Data excerpts:
use sqlx::PgPool;
use std::sync::Arc;

use crate::core::database::is_foreign_key_violation;
use crate::core::error::{AppError, Result};
use crate::features::auth::guards::ensure_owner;
use crate::features::auth::model::AuthenticatedUser;
use crate::features::reports::dtos::{CreatedReportDto, ReportResponseDto, UpdateMyReportDto};
use crate::features::reports::models::{NewReport, ReportDetail};
use crate::modules::storage::{MediaFolder, MediaStore, MediaUpload};

/// Columns selected for every report listing, joined with author and category names
pub(crate) const REPORT_DETAIL_SELECT: &str = r#"
    SELECT
        r.id, r.user_id, r.category_id, r.title, r.description, r.image_url,
        r.latitude, r.longitude, r.urgency, r.status, r.votes, r.active,
        r.created_at, r.updated_at,
        u.full_name AS author_name,
        c.name AS category_name
    FROM reports r
    LEFT JOIN users u ON u.id = r.user_id
    LEFT JOIN categories c ON c.id = r.category_id
"#;

const NOT_REPORT_OWNER: &str = "No puedes editar un reporte de otro usuario";

/// Service for report operations
pub struct ReportService {
    pool: PgPool,
    media: Arc<dyn MediaStore>,
}

impl ReportService {
    pub fn new(pool: PgPool, media: Arc<dyn MediaStore>) -> Self {
        Self { pool, media }
    }

    /// Active reports, newest first
    pub async fn list_active(&self) -> Result<Vec<ReportResponseDto>> {
        let sql = format!(
            "{} WHERE r.active = TRUE ORDER BY r.created_at DESC, r.id DESC",
            REPORT_DETAIL_SELECT
        );

        let reports = sqlx::query_as::<_, ReportDetail>(&sql)
            .fetch_all(&self.pool)
            .await
            .map_err(|e| {
                tracing::error!("Failed to list reports: {:?}", e);
                AppError::Database(e)
            })?;

        Ok(reports.into_iter().map(|r| r.into()).collect())
    }

    pub async fn get_active(&self, id: i64) -> Result<ReportResponseDto> {
        let sql = format!(
            "{} WHERE r.id = $1 AND r.active = TRUE",
            REPORT_DETAIL_SELECT
        );

        sqlx::query_as::<_, ReportDetail>(&sql)
            .bind(id)
            .fetch_optional(&self.pool)
            .await
            .map_err(|e| {
                tracing::error!("Failed to get report: {:?}", e);
                AppError::Database(e)
            })?
            .map(|r| r.into())
            .ok_or_else(|| AppError::NotFound("Reporte no encontrado".to_string()))
    }

    /// The caller's active reports, newest first
    pub async fn list_by_user(&self, user_id: i64) -> Result<Vec<ReportResponseDto>> {
        let sql = format!(
            "{} WHERE r.user_id = $1 AND r.active = TRUE ORDER BY r.created_at DESC, r.id DESC",
            REPORT_DETAIL_SELECT
        );

        let reports = sqlx::query_as::<_, ReportDetail>(&sql)
            .bind(user_id)
            .fetch_all(&self.pool)
            .await
            .map_err(|e| {
                tracing::error!("Failed to list user reports: {:?}", e);
                AppError::Database(e)
            })?;

        Ok(reports.into_iter().map(|r| r.into()).collect())
    }

    /// Create a Pending report owned by `user_id`, uploading the evidence photo first
    pub async fn create(
        &self,
        user_id: i64,
        report: NewReport,
        image: Option<MediaUpload>,
    ) -> Result<CreatedReportDto> {
        self.ensure_category_exists(report.category_id).await?;

        let image_url = match image {
            Some(upload) => Some(self.media.upload(MediaFolder::Reports, upload).await?),
            None => None,
        };

        let id: i64 = sqlx::query_scalar(
            r#"
            INSERT INTO reports
                (user_id, category_id, title, description, image_url, latitude, longitude, urgency)
            VALUES ($1, $2, $3, $4, $5, $6, $7, $8)
            RETURNING id
            "#,
        )
        .bind(user_id)
        .bind(report.category_id)
        .bind(&report.title)
        .bind(&report.description)
        .bind(image_url.as_deref())
        .bind(report.latitude)
        .bind(report.longitude)
        .bind(report.urgency)
        .fetch_one(&self.pool)
        .await
        .map_err(|e| {
            if is_foreign_key_violation(&e) {
                AppError::BadRequest("La categoría no existe".to_string())
            } else {
                tracing::error!("Failed to create report: {:?}", e);
                AppError::Database(e)
            }
        })?;

        tracing::info!(report_id = id, user_id, urgency = %report.urgency, "Created report");

        Ok(CreatedReportDto { id, image_url })
    }

    /// Owner-only partial edit of title, description and category while the report is active
    pub async fn update_own(
        &self,
        user: &AuthenticatedUser,
        id: i64,
        dto: UpdateMyReportDto,
    ) -> Result<ReportResponseDto> {
        let owner_id: i64 =
            sqlx::query_scalar("SELECT user_id FROM reports WHERE id = $1 AND active = TRUE")
                .bind(id)
                .fetch_optional(&self.pool)
                .await
                .map_err(|e| {
                    tracing::error!("Failed to load report owner: {:?}", e);
                    AppError::Database(e)
                })?
                .ok_or_else(|| AppError::NotFound("Reporte no encontrado".to_string()))?;

        ensure_owner(user, owner_id, NOT_REPORT_OWNER)?;

        if let Some(category_id) = dto.category_id {
            self.ensure_category_exists(category_id).await?;
        }

        let updated = sqlx::query(
            r#"
            UPDATE reports
            SET
                title = COALESCE($1, title),
                description = COALESCE($2, description),
                category_id = COALESCE($3, category_id),
                updated_at = NOW()
            WHERE id = $4 AND user_id = $5 AND active = TRUE
            "#,
        )
        .bind(dto.title.as_deref().map(str::trim))
        .bind(dto.description.as_deref().map(str::trim))
        .bind(dto.category_id)
        .bind(id)
        .bind(user.user_id)
        .execute(&self.pool)
        .await
        .map_err(|e| {
            if is_foreign_key_violation(&e) {
                AppError::BadRequest("La categoría no existe".to_string())
            } else {
                tracing::error!("Failed to update report: {:?}", e);
                AppError::Database(e)
            }
        })?;

        if updated.rows_affected() == 0 {
            return Err(AppError::NotFound("Reporte no encontrado".to_string()));
        }

        tracing::info!(report_id = id, user_id = user.user_id, "Updated own report");

        self.get_active(id).await
    }

    async fn ensure_category_exists(&self, category_id: i64) -> Result<()> {
        let exists: bool =
            sqlx::query_scalar("SELECT EXISTS(SELECT 1 FROM categories WHERE id = $1)")
                .bind(category_id)
                .fetch_one(&self.pool)
                .await
                .map_err(|e| {
                    tracing::error!("Failed to check category: {:?}", e);
                    AppError::Database(e)
                })?;

        if exists {
            Ok(())
        } else {
            Err(AppError::BadRequest("La categoría no existe".to_string()))
        }
    }
}
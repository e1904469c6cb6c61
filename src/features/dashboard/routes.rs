use axum::{routing::get, Router};
use std::sync::Arc;

use crate::features::dashboard::handlers;
use crate::features::dashboard::services::DashboardService;

/// Create public dashboard routes
pub fn routes(dashboard_service: Arc<DashboardService>) -> Router {
    Router::new()
        .route("/api/dashboard/reportes", get(handlers::get_report_counts))
        .route("/api/dashboard/usuario", get(handlers::get_user_count))
        .route("/api/dashboard/categoria", get(handlers::get_by_category))
        .route("/api/dashboard/votos", get(handlers::get_top_voted))
        .with_state(dashboard_service)
}
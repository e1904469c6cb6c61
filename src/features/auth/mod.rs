mod validator;

pub mod dtos;
pub mod guards;
pub mod handlers;
pub mod model;
pub mod routes;
pub mod services;

pub use validator::JwtValidator;
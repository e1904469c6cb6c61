use std::sync::Arc;

use axum::{extract::State, http::StatusCode, Json};
use validator::Validate;

use crate::core::error::{AppError, Result};
use crate::core::extractor::{AppJson, AppPath};
use crate::features::auth::guards::RequireAdmin;
use crate::features::categories::dtos::{CategoryRequestDto, CategoryResponseDto};
use crate::features::categories::services::CategoryService;
use crate::shared::types::ApiResponse;

/// List all categories
#[utoipa::path(
    get,
    path = "/api/categoria",
    responses(
        (status = 200, description = "List of categories", body = ApiResponse<Vec<CategoryResponseDto>>),
    ),
    tag = "categories"
)]
pub async fn list_categories(
    State(service): State<Arc<CategoryService>>,
) -> Result<Json<ApiResponse<Vec<CategoryResponseDto>>>> {
    let categories = service.list().await?;
    Ok(Json(ApiResponse::list(categories)))
}

/// Get category by id
#[utoipa::path(
    get,
    path = "/api/categoria/{id}",
    params(
        ("id" = i64, Path, description = "Category ID")
    ),
    responses(
        (status = 200, description = "Category found", body = ApiResponse<CategoryResponseDto>),
        (status = 404, description = "Category not found")
    ),
    tag = "categories"
)]
pub async fn get_category(
    State(service): State<Arc<CategoryService>>,
    AppPath(id): AppPath<i64>,
) -> Result<Json<ApiResponse<CategoryResponseDto>>> {
    let category = service.get(id).await?;
    Ok(Json(ApiResponse::success(Some(category), None, None)))
}

#[utoipa::path(
    post,
    path = "/api/categoria",
    request_body = CategoryRequestDto,
    responses(
        (status = 201, description = "Category created", body = ApiResponse<CategoryResponseDto>),
        (status = 400, description = "Missing name"),
        (status = 401, description = "Unauthorized"),
        (status = 403, description = "Administrator role required")
    ),
    tag = "categories",
    security(
        ("bearer_auth" = [])
    )
)]
pub async fn create_category(
    RequireAdmin(_admin): RequireAdmin,
    State(service): State<Arc<CategoryService>>,
    AppJson(dto): AppJson<CategoryRequestDto>,
) -> Result<(StatusCode, Json<ApiResponse<CategoryResponseDto>>)> {
    dto.validate()
        .map_err(|_| AppError::Validation("El nombre es requerido".to_string()))?;

    let category = service.create(dto).await?;
    Ok((
        StatusCode::CREATED,
        Json(ApiResponse::success(Some(category), None, None)),
    ))
}

#[utoipa::path(
    put,
    path = "/api/categoria/{id}",
    params(
        ("id" = i64, Path, description = "Category ID")
    ),
    request_body = CategoryRequestDto,
    responses(
        (status = 200, description = "Category updated", body = ApiResponse<CategoryResponseDto>),
        (status = 400, description = "Missing name"),
        (status = 403, description = "Administrator role required"),
        (status = 404, description = "Category not found")
    ),
    tag = "categories",
    security(
        ("bearer_auth" = [])
    )
)]
pub async fn update_category(
    RequireAdmin(_admin): RequireAdmin,
    State(service): State<Arc<CategoryService>>,
    AppPath(id): AppPath<i64>,
    AppJson(dto): AppJson<CategoryRequestDto>,
) -> Result<Json<ApiResponse<CategoryResponseDto>>> {
    dto.validate()
        .map_err(|_| AppError::Validation("El nombre es requerido".to_string()))?;

    let category = service.update(id, dto).await?;
    Ok(Json(ApiResponse::success(Some(category), None, None)))
}

#[utoipa::path(
    delete,
    path = "/api/categoria/{id}",
    params(
        ("id" = i64, Path, description = "Category ID")
    ),
    responses(
        (status = 200, description = "Category deleted"),
        (status = 403, description = "Administrator role required"),
        (status = 404, description = "Category not found"),
        (status = 409, description = "Category still referenced by reports")
    ),
    tag = "categories",
    security(
        ("bearer_auth" = [])
    )
)]
pub async fn delete_category(
    RequireAdmin(_admin): RequireAdmin,
    State(service): State<Arc<CategoryService>>,
    AppPath(id): AppPath<i64>,
) -> Result<Json<ApiResponse<()>>> {
    service.delete(id).await?;
    Ok(Json(ApiResponse::success(
        None,
        Some("Categoría eliminada".to_string()),
        None,
    )))
}
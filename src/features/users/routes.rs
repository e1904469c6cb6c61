use crate::features::users::handlers;
use crate::features::users::services::UserService;
use crate::shared::constants::UPLOAD_BODY_LIMIT;
use axum::{
    extract::DefaultBodyLimit,
    routing::{get, put},
    Router,
};
use std::sync::Arc;

/// Protected user routes. Registration and login are mounted by the auth feature.
pub fn routes(service: Arc<UserService>) -> Router {
    Router::new()
        .route("/api/usuario", get(handlers::list_users))
        .route("/api/usuario/{id}", put(handlers::update_profile))
        .route(
            "/api/usuario/{id}/foto",
            put(handlers::update_photo)
                .layer(DefaultBodyLimit::max(UPLOAD_BODY_LIMIT))
                .delete(handlers::remove_photo),
        )
        .with_state(service)
}

#[cfg(test)]
mod tests {
    use crate::features::auth::model::Role;
    use crate::shared::test_helpers::{test_server, token_for};
    use axum::http::StatusCode;
    use serde_json::{json, Value};

    #[tokio::test]
    async fn test_list_users_requires_token() {
        let server = test_server();
        let response = server.get("/api/usuario").await;
        assert_eq!(response.status_code(), StatusCode::UNAUTHORIZED);
        assert_eq!(response.json::<Value>()["success"], false);
    }

    #[tokio::test]
    async fn test_cannot_edit_another_users_profile() {
        let server = test_server();
        let response = server
            .put("/api/usuario/2")
            .authorization_bearer(token_for(1, Role::Citizen))
            .json(&json!({ "fullName": "Intruso" }))
            .await;

        assert_eq!(response.status_code(), StatusCode::FORBIDDEN);
        assert_eq!(
            response.json::<Value>()["message"],
            "No puedes editar el perfil de otro usuario"
        );
    }

    #[tokio::test]
    async fn test_admin_cannot_edit_another_users_profile() {
        let server = test_server();
        let response = server
            .put("/api/usuario/2")
            .authorization_bearer(token_for(1, Role::Administrator))
            .json(&json!({ "nombreCompleto": "Admin" }))
            .await;

        assert_eq!(response.status_code(), StatusCode::FORBIDDEN);
    }

    #[tokio::test]
    async fn test_blank_name_is_rejected() {
        let server = test_server();
        let response = server
            .put("/api/usuario/1")
            .authorization_bearer(token_for(1, Role::Citizen))
            .json(&json!({ "fullName": "" }))
            .await;

        assert_eq!(response.status_code(), StatusCode::BAD_REQUEST);
        assert_eq!(response.json::<Value>()["message"], "El nombre es requerido");
    }

    #[tokio::test]
    async fn test_non_numeric_user_id_is_rejected() {
        let server = test_server();
        let response = server
            .put("/api/usuario/abc")
            .authorization_bearer(token_for(1, Role::Citizen))
            .json(&json!({ "fullName": "Ana" }))
            .await;

        assert_eq!(response.status_code(), StatusCode::BAD_REQUEST);
        assert_eq!(response.json::<Value>()["message"], "ID inválido");
    }

    #[tokio::test]
    async fn test_cannot_remove_another_users_photo() {
        let server = test_server();
        let response = server
            .delete("/api/usuario/5/foto")
            .authorization_bearer(token_for(6, Role::Citizen))
            .await;

        assert_eq!(response.status_code(), StatusCode::FORBIDDEN);
    }

    #[tokio::test]
    async fn test_photo_upload_without_file() {
        let server = test_server();
        let form = axum_test::multipart::MultipartForm::new().add_text("fullName", "Ana");
        let response = server
            .put("/api/usuario/1/foto")
            .authorization_bearer(token_for(1, Role::Citizen))
            .multipart(form)
            .await;

        assert_eq!(response.status_code(), StatusCode::BAD_REQUEST);
        assert_eq!(response.json::<Value>()["message"], "Archivo no recibido");
    }

    #[tokio::test]
    async fn test_whitespace_name_is_rejected() {
        let server = test_server();
        let response = server
            .put("/api/usuario/1")
            .authorization_bearer(token_for(1, Role::Citizen))
            .json(&json!({ "fullName": "   " }))
            .await;

        assert_eq!(response.status_code(), StatusCode::BAD_REQUEST);
        assert_eq!(response.json::<Value>()["message"], "El nombre es requerido");
    }
}
mod admin_service;

pub use admin_service::AdminService;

» What you need to do
From the entries above, return each line with the word "ReportResponseDto" in it.

» Written solution
use crate::features::reports::dtos::{CreatedReportDto, ReportResponseDto, UpdateMyReportDto};
    pub async fn list_active(&self) -> Result<Vec<ReportResponseDto>> {
    pub async fn get_active(&self, id: i64) -> Result<ReportResponseDto> {
    pub async fn list_by_user(&self, user_id: i64) -> Result<Vec<ReportResponseDto>> {
    ) -> Result<ReportResponseDto> {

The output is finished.